Why do the search engines constantly have to evolve into a different type of engine? Why can't they stay the same?
To answer this, let's look at the ultimate goal of a search engine. What do the search engines want to do? They want to provide relevant results to you, the user. Why can't they do that under the current system?
There are several reasons why the current system isn't working. For one thing, the Internet is growing at an unheard of rate. Plus, spammers are growing at an unheard of rate as well. In many ways, the engines are fighting a losing battle to provide relevant results while combating spamming and duplicate pages.
In essence, the engines need a way to store more pages, combat spam, and still provide (or attempt to provide) pertinent results. So, in an effort to provide relevant results, the engines began sliding in other variables, which is where the 1st, 2nd, and 3rd generation search engines come in.
1st, 2nd, and 3rd Generation Engines
By understanding the path we've taken to get where we are in this crazy search engine business, it might give us some insight into where we're going.
You may have heard of 1st, 2nd, and 3rd generation engines, but what exactly does that mean?
Michael Campbell explains,
In the beginning, search results were very basic and largely depended on what was on the Web page. Important factors included keyword density, title, and where in the document keywords appeared.

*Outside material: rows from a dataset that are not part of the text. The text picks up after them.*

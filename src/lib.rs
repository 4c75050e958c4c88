//! Order pricing and table lifecycle for a restaurant point of sale.
//!
//! [`Order`] derives a cart's totals; [`Table`] walks a seating through
//! `available → seated → ordering → eating → ready-to-pay → cleaning`.
//! [`FloorService`] and [`RegisterService`] tie them to a venue's tables and
//! product catalog; [`KitchenService`] runs the ticket queue.

pub mod application;
pub mod config;
pub mod domain;
pub mod errors;

pub use application::floor_service::{FloorService, TableCard};
pub use application::kitchen_service::{KitchenService, KitchenSummary};
pub use application::register_service::RegisterService;
pub use config::PosConfig;
pub use domain::catalog::{InMemoryCatalog, Product};
pub use domain::errors::DomainError;
pub use domain::fulfillment::{Fulfillment, OrderType};
pub use domain::kitchen::{ItemStatus, KitchenTicket, Priority, Station, TicketItem};
pub use domain::order::{LineItem, Order, OrderReceipt, Totals};
pub use domain::ports::{Clock, FixedClock, ProductCatalog, SystemClock};
pub use domain::table::{Table, TableStatus, Trigger};
pub use domain::transaction::{PaymentMethod, SalesSummary, Transaction, TransactionStatus};
pub use errors::AppError;

/// Builds the venue's floor from `(number, capacity)` pairs using the
/// configured tax rate and durations.
pub fn build_floor(
    config: &PosConfig,
    layout: &[(u32, u32)],
) -> Result<FloorService, DomainError> {
    let tables = layout
        .iter()
        .map(|&(number, capacity)| {
            Table::new(number, capacity).with_tax_rate(config.tax_rate.clone())
        })
        .collect();
    Ok(FloorService::new(tables)?
        .with_seating_duration(config.seating_duration())
        .with_kitchen_minutes(config.kitchen_minutes))
}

First generation added relevancy for META tags, keywords in the domain name, and a few bonus points for having keywords in the URL. Basic spam filters emerged that got rid of keyword stuffing and same color text. The portals also made their appearance, and engines started looking like giant billboards and overstuffed yellow pages.
All of this is quite familiar, isn't it? Almost too familiar.
But, do META tags hold as much importance as they once did? No. Does using keywords in various tags help as much? Generally not.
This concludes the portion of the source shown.